_TASK BRIEF_
Say how many lines of the listing below contain "finish", giving the number and nothing else.
*** RECORD EXCERPTS Section Begins ***
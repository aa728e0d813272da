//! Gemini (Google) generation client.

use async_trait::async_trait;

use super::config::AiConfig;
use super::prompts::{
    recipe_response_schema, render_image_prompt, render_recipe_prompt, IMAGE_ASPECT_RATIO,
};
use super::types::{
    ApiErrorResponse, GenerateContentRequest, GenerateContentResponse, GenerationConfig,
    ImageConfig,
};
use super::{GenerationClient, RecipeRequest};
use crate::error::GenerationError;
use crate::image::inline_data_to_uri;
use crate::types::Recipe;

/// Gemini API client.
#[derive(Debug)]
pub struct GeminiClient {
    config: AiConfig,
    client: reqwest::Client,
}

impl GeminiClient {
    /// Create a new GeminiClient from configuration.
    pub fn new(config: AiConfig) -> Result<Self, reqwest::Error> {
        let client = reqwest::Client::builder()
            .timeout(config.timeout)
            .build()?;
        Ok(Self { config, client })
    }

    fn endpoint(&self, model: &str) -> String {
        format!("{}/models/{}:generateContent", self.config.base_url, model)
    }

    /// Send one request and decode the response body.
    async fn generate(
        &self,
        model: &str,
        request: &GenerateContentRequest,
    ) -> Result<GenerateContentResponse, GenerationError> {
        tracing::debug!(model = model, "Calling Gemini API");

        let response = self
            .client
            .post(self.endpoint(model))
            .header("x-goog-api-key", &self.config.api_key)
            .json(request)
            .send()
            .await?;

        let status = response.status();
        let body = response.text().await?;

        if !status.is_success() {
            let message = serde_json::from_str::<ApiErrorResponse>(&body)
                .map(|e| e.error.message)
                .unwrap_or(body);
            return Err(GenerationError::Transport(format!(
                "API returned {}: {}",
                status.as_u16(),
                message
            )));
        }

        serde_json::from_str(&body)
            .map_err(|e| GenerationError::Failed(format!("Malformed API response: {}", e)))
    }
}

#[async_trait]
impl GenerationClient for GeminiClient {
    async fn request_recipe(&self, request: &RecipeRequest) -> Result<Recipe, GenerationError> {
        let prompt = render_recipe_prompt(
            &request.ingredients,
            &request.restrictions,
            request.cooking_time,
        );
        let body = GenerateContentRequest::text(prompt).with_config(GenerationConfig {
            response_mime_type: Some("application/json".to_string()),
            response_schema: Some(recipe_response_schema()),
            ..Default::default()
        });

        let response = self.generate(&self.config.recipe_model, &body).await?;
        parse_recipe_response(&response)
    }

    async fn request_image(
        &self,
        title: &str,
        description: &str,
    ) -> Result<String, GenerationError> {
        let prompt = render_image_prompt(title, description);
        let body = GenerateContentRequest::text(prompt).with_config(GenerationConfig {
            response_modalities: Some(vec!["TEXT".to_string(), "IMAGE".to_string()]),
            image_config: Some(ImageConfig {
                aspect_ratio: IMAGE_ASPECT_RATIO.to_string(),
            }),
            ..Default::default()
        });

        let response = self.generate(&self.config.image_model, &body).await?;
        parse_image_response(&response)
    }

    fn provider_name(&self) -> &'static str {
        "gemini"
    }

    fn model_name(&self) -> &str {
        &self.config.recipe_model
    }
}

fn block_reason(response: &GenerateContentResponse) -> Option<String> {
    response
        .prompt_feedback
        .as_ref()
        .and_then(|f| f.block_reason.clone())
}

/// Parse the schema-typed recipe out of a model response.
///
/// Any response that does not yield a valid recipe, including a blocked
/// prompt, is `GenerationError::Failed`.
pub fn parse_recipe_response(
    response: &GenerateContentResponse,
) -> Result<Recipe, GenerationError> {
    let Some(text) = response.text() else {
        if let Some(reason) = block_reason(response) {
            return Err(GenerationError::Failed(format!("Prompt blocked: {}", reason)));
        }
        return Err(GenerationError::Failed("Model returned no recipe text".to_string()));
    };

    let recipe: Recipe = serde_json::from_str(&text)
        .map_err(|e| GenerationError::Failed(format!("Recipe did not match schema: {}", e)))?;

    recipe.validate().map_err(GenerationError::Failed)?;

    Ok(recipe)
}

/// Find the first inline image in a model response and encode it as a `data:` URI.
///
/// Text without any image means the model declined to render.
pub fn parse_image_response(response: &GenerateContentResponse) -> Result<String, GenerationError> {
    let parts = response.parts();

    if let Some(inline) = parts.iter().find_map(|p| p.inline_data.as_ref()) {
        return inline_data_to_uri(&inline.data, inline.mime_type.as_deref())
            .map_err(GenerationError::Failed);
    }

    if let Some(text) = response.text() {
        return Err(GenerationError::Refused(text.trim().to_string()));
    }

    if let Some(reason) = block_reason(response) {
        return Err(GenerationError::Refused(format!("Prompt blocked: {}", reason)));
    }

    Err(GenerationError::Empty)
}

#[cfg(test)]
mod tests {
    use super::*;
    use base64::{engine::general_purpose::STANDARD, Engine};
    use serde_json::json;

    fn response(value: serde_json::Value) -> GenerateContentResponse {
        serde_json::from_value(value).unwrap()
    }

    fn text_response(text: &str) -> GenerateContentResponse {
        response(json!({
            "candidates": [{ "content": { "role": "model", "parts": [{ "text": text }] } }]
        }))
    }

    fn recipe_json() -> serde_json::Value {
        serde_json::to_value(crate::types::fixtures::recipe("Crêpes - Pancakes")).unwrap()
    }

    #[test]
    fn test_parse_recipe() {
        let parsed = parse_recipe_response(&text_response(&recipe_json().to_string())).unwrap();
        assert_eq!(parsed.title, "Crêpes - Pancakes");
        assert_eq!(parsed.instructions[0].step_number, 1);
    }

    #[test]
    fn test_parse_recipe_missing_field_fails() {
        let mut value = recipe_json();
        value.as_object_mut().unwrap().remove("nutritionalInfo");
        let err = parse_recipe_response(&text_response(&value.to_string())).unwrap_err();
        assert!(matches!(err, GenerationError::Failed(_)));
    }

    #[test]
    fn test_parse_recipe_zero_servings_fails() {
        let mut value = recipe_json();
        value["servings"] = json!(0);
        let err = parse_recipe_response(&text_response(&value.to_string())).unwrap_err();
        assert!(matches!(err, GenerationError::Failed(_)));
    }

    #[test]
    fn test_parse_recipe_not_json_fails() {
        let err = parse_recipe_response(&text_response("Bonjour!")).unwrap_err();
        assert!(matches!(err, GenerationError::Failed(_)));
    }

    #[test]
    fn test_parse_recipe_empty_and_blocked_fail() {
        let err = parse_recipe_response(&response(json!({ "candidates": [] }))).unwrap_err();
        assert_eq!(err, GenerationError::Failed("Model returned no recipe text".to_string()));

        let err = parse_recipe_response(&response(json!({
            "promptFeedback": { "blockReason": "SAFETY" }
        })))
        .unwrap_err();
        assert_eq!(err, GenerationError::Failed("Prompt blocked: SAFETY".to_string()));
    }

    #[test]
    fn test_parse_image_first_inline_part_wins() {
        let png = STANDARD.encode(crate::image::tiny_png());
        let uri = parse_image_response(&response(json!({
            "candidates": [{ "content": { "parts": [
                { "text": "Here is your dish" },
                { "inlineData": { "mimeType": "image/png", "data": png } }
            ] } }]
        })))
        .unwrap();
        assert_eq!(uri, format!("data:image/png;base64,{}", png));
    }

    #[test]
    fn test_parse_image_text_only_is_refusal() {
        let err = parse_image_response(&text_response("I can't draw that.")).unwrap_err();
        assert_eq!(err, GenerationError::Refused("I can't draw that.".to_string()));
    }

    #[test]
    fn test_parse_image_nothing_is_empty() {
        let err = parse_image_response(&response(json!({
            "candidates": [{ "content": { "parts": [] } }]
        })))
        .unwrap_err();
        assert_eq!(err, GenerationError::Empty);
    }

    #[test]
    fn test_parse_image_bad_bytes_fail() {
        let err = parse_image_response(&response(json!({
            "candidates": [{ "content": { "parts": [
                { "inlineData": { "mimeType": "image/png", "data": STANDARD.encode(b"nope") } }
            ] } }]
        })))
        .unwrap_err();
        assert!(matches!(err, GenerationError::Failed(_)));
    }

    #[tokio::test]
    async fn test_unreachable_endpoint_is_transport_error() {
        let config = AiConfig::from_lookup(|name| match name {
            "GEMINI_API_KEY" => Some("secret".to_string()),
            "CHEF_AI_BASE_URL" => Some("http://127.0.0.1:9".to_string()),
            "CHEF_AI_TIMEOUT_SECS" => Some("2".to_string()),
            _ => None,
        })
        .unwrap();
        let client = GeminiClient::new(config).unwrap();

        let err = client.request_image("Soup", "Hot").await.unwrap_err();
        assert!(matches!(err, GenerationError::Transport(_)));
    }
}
*** RECORD EXCERPTS Section Ends ***
*** RECORD EXCERPTS Section Begins ***
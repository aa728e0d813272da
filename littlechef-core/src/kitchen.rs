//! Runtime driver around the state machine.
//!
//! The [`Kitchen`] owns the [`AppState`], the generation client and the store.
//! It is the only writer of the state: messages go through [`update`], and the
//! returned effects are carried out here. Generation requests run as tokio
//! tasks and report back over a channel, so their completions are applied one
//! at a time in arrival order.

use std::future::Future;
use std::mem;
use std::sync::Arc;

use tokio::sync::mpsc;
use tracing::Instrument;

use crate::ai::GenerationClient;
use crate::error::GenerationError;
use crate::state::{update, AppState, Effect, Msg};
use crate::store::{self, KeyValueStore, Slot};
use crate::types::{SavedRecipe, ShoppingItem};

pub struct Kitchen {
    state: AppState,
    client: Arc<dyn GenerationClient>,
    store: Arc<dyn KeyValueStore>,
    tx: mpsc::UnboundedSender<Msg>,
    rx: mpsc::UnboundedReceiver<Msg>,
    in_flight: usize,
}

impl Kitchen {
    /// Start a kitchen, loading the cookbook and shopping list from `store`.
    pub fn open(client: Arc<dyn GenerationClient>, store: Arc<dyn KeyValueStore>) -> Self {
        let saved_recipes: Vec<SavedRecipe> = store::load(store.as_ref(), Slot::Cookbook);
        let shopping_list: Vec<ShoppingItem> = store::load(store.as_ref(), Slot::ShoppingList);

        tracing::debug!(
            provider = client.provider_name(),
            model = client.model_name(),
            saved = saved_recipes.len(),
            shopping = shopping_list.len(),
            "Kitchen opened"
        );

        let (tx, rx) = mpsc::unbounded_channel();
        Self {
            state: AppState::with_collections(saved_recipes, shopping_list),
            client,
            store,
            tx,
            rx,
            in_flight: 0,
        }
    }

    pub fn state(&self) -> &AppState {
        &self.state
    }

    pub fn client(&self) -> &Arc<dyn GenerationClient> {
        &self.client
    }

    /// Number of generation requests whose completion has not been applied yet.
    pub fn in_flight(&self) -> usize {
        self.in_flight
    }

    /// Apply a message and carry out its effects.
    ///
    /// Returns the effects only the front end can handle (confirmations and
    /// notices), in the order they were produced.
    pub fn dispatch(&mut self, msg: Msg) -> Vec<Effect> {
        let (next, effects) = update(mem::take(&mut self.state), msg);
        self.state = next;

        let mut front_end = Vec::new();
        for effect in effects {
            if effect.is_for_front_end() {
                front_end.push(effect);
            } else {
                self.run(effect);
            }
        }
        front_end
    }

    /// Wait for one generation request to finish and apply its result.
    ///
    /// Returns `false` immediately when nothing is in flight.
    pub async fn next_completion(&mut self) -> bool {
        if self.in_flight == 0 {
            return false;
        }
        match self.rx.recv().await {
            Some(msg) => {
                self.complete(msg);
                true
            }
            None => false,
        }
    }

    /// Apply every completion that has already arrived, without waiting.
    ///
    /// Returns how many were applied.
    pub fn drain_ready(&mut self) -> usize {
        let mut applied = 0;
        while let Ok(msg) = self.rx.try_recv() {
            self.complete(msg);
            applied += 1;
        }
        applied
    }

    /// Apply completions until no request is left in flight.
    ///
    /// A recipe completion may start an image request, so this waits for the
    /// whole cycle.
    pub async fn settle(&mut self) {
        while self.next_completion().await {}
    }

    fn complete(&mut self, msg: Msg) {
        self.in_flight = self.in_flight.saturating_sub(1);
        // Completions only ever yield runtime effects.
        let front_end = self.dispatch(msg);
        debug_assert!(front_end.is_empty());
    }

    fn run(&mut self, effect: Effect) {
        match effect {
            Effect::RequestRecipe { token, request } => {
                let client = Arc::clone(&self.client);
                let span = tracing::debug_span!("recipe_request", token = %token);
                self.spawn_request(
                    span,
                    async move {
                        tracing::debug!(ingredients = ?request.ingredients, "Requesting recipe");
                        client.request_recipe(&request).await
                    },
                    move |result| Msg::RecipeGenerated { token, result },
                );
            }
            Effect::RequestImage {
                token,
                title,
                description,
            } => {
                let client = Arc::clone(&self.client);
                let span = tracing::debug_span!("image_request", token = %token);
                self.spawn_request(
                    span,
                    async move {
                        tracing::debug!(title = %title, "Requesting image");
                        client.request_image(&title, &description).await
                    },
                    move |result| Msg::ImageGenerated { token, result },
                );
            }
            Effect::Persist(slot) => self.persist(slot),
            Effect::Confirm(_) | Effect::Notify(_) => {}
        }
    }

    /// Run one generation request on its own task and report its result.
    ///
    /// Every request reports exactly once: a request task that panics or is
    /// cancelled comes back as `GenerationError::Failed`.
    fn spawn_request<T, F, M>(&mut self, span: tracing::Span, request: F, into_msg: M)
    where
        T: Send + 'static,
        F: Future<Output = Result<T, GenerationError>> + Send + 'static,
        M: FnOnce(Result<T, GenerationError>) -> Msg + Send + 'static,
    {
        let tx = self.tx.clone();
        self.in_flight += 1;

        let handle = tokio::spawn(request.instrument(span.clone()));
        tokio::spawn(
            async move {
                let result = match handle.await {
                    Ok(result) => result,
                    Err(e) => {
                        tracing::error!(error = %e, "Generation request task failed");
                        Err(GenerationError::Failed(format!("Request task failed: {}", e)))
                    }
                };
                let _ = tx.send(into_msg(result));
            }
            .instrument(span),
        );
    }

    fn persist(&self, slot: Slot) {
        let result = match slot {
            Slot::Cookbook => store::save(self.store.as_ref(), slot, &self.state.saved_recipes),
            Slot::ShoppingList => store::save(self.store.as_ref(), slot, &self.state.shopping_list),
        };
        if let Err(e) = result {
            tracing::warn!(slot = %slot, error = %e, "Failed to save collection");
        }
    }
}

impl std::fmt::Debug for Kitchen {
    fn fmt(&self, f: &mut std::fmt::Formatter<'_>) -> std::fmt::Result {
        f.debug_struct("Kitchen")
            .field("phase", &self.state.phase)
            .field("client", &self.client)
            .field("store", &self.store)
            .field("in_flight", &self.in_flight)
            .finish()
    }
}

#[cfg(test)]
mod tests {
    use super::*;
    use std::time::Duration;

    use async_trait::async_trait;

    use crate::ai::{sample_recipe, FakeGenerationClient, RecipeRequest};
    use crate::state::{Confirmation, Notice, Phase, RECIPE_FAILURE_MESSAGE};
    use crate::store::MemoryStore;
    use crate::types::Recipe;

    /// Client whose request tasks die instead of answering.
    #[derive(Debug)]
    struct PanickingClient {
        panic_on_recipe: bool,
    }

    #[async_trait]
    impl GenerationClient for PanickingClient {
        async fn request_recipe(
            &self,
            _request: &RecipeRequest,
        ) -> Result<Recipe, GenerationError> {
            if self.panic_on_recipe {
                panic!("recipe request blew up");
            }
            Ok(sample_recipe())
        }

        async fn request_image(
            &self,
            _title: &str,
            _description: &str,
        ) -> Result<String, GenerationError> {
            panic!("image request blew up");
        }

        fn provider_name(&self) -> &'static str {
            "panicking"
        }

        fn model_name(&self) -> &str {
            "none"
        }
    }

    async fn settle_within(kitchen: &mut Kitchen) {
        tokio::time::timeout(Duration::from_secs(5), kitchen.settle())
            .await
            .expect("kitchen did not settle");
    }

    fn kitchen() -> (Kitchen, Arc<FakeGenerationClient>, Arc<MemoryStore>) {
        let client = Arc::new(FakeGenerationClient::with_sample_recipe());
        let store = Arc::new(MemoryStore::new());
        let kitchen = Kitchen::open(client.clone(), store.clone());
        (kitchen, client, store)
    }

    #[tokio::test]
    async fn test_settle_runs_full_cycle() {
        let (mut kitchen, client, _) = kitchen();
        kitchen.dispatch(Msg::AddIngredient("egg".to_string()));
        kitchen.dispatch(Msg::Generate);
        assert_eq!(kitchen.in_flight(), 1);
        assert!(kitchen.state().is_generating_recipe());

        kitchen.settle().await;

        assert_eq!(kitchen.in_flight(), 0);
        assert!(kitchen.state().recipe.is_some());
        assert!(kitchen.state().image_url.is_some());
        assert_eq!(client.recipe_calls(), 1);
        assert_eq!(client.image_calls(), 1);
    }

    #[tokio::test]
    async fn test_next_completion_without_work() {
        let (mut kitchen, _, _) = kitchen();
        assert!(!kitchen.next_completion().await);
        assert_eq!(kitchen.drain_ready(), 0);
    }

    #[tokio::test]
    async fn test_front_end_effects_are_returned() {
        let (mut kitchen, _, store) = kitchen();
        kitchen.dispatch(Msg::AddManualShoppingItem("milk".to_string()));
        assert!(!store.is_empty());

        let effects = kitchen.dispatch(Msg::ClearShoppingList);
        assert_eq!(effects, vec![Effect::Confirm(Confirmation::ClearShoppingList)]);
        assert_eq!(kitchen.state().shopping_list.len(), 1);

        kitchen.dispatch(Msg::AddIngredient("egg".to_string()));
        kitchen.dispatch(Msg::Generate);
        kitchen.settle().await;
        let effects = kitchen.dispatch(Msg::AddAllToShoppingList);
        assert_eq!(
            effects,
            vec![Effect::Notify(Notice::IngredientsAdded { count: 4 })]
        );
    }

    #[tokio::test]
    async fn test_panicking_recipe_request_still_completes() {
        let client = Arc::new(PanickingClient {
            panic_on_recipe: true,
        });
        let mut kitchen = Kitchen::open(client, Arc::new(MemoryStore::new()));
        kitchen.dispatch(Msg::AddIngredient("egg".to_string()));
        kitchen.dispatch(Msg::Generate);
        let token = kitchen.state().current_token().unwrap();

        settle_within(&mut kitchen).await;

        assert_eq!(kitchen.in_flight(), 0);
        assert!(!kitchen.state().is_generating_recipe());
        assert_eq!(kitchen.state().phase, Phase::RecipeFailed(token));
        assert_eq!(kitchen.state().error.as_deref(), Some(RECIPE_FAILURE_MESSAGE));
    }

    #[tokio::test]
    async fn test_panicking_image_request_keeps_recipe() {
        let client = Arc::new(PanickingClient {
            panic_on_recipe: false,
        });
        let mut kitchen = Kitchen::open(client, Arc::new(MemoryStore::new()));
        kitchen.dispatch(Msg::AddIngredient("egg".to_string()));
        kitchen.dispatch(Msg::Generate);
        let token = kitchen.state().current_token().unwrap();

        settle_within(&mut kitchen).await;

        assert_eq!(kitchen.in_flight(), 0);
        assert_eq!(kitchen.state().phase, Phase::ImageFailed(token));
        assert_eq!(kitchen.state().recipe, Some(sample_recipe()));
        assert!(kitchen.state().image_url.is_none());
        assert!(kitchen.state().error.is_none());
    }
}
*** RECORD EXCERPTS Section Ends ***
_YOUR RESPONSE_
2